(Beginning of SOURCE DATA)

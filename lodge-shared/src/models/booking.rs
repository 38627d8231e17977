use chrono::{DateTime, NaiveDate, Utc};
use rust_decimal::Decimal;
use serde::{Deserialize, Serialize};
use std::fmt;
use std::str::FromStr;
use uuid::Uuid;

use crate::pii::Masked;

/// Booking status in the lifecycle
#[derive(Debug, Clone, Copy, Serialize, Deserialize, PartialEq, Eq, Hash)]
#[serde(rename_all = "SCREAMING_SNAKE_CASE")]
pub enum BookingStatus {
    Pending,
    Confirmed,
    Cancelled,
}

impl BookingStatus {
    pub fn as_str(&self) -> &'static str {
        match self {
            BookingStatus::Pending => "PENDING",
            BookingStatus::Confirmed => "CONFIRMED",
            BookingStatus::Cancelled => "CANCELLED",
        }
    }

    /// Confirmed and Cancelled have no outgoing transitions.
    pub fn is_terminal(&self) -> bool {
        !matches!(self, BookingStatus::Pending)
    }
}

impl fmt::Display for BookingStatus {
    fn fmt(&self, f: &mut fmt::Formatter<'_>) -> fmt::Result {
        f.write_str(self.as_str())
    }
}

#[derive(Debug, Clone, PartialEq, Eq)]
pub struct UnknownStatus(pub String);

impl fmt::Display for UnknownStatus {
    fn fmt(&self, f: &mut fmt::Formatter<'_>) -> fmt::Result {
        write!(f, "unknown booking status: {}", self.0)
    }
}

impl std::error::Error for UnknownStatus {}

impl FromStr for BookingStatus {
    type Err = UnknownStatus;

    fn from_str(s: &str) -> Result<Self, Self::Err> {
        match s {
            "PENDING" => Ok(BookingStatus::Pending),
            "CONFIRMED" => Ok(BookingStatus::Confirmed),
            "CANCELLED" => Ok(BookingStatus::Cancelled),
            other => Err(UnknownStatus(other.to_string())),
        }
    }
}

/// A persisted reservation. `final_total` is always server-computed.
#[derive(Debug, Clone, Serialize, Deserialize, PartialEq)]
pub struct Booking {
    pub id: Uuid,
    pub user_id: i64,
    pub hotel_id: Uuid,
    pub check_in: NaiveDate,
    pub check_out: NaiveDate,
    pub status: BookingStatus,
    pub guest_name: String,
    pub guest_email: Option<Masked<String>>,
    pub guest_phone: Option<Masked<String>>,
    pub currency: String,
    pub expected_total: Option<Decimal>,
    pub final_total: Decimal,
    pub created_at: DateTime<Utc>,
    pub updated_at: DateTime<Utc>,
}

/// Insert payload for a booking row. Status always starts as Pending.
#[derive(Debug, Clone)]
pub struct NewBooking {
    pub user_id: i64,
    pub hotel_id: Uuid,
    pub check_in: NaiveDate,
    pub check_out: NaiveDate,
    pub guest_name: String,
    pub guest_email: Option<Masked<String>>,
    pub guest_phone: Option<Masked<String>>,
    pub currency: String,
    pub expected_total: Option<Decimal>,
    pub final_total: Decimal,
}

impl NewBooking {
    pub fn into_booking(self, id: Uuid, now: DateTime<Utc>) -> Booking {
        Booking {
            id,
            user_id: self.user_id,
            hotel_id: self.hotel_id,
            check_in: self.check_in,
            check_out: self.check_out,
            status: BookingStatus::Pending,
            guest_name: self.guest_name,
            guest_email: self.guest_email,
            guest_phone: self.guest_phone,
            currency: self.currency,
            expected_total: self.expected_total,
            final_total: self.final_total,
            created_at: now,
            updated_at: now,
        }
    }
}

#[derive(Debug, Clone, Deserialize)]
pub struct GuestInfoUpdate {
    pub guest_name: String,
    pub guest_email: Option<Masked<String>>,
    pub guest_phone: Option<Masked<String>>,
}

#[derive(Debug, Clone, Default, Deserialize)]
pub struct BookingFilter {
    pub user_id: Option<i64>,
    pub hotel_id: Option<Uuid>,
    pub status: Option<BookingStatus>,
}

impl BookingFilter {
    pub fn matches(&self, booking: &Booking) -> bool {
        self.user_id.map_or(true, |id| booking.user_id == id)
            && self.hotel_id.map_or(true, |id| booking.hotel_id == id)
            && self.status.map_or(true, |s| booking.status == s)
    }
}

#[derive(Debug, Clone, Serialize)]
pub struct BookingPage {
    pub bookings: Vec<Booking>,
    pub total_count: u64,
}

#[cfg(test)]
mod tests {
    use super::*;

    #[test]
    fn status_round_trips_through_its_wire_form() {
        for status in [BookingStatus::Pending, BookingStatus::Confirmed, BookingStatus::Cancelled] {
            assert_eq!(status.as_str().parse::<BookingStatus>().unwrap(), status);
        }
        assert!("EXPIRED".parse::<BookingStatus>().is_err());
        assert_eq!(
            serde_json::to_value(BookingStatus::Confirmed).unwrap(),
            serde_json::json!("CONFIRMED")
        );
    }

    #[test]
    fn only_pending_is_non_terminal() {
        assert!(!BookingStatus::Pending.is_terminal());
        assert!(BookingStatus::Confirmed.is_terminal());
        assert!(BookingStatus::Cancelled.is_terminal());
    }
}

(End of SOURCE DATA)
(Beginning of SOURCE DATA)

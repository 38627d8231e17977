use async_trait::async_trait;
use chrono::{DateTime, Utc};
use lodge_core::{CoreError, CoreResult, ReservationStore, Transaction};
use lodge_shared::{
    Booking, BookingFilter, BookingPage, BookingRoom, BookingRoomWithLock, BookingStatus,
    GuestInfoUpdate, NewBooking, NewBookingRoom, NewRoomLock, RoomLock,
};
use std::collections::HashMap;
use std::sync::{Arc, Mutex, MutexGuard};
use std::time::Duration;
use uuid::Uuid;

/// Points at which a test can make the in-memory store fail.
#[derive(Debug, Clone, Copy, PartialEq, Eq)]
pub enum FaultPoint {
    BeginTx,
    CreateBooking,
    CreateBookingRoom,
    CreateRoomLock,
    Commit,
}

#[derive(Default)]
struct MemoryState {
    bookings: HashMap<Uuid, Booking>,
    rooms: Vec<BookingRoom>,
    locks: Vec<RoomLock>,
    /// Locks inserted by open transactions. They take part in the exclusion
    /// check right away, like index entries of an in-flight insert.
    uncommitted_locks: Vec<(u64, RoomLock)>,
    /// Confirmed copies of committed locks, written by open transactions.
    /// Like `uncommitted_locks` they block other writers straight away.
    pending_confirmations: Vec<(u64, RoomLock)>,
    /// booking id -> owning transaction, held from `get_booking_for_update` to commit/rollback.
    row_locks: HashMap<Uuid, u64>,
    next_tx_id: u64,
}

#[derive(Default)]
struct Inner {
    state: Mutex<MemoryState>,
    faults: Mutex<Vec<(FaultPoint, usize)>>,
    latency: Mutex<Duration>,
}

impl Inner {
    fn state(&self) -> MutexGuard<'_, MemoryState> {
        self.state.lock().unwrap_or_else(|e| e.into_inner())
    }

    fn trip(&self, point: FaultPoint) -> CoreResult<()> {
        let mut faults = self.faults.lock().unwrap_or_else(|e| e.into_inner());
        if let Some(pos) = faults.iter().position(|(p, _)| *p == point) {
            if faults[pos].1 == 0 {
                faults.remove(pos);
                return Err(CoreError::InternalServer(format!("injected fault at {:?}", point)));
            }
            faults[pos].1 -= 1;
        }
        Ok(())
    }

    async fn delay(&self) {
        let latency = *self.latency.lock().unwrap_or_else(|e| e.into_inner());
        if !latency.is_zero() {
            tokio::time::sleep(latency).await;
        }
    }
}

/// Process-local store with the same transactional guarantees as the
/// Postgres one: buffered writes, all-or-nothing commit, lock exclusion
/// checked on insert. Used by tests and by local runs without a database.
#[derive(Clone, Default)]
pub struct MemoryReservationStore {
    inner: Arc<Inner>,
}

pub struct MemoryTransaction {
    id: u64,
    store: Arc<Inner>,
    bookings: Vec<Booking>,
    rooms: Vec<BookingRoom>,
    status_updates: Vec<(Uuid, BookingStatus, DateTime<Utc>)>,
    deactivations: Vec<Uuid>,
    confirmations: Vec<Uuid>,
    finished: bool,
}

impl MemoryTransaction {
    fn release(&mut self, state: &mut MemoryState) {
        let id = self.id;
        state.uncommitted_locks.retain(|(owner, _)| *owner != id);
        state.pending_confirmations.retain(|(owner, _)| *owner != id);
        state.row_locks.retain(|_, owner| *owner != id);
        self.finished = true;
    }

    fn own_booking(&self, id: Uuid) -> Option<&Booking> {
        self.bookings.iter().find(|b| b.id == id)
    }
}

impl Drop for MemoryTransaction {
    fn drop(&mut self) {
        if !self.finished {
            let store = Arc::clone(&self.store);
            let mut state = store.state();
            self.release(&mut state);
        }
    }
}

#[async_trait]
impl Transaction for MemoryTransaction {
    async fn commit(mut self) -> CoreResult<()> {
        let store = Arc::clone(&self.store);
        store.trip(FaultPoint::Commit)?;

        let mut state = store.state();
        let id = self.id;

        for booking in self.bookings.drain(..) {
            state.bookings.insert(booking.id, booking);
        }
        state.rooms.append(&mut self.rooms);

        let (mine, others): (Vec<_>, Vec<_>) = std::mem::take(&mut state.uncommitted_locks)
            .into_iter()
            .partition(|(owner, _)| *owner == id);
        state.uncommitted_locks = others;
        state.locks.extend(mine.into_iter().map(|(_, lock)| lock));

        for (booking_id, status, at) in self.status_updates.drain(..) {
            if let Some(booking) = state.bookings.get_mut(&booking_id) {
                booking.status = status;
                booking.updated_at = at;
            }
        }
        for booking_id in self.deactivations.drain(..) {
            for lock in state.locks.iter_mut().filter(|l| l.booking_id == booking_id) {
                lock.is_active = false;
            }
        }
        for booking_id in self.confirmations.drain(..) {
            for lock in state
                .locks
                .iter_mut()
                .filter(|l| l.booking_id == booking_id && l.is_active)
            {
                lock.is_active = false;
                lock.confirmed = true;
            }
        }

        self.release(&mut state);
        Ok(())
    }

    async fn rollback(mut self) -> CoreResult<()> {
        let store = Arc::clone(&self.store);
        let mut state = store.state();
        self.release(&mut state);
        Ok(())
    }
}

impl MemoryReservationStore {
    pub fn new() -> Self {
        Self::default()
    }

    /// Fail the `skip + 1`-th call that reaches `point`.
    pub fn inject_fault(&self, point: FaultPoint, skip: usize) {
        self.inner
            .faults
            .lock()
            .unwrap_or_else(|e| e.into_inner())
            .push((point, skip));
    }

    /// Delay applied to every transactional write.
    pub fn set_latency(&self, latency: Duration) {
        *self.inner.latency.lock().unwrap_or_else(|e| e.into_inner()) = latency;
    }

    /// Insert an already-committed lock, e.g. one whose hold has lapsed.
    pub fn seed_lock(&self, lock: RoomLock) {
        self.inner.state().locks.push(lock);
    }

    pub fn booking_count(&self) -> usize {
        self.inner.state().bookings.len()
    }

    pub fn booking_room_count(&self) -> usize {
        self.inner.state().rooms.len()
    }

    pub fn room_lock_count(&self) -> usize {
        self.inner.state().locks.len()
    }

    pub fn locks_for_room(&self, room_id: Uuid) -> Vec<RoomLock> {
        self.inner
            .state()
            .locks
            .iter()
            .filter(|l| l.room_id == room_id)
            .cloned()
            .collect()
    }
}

(End of SOURCE DATA)
(Beginning of SOURCE DATA)

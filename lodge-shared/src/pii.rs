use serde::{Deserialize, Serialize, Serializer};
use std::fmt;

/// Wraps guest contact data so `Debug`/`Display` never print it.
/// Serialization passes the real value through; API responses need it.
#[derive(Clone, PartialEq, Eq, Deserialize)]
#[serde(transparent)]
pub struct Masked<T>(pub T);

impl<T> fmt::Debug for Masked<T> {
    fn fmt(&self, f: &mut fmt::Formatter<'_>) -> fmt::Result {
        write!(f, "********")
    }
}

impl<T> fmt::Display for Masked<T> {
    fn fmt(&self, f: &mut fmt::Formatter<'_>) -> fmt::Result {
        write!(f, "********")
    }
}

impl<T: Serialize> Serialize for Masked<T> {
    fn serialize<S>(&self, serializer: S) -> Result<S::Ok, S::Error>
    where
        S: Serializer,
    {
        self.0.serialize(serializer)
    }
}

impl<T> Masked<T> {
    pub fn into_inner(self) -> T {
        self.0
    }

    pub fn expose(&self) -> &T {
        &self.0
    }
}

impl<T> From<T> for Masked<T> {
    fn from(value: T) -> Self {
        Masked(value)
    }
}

(End of SOURCE DATA)

ABOUT THIS TASK: Take the lines above from the one containing "filename lodge-shared/src/models/booking.rs" to the one containing "pub struct UnknownStatus(pub String);" and retype them exactly, both ends included, with nothing added.

EXERCISE RESPONSE:
filename lodge-shared/src/models/booking.rs
repository 38627d8231e17977
use chrono::{DateTime, NaiveDate, Utc};
use rust_decimal::Decimal;
use serde::{Deserialize, Serialize};
use std::fmt;
use std::str::FromStr;
use uuid::Uuid;

use crate::pii::Masked;

/// Booking status in the lifecycle
#[derive(Debug, Clone, Copy, Serialize, Deserialize, PartialEq, Eq, Hash)]
#[serde(rename_all = "SCREAMING_SNAKE_CASE")]
pub enum BookingStatus {
    Pending,
    Confirmed,
    Cancelled,
}

impl BookingStatus {
    pub fn as_str(&self) -> &'static str {
        match self {
            BookingStatus::Pending => "PENDING",
            BookingStatus::Confirmed => "CONFIRMED",
            BookingStatus::Cancelled => "CANCELLED",
        }
    }

    /// Confirmed and Cancelled have no outgoing transitions.
    pub fn is_terminal(&self) -> bool {
        !matches!(self, BookingStatus::Pending)
    }
}

impl fmt::Display for BookingStatus {
    fn fmt(&self, f: &mut fmt::Formatter<'_>) -> fmt::Result {
        f.write_str(self.as_str())
    }
}

#[derive(Debug, Clone, PartialEq, Eq)]
pub struct UnknownStatus(pub String);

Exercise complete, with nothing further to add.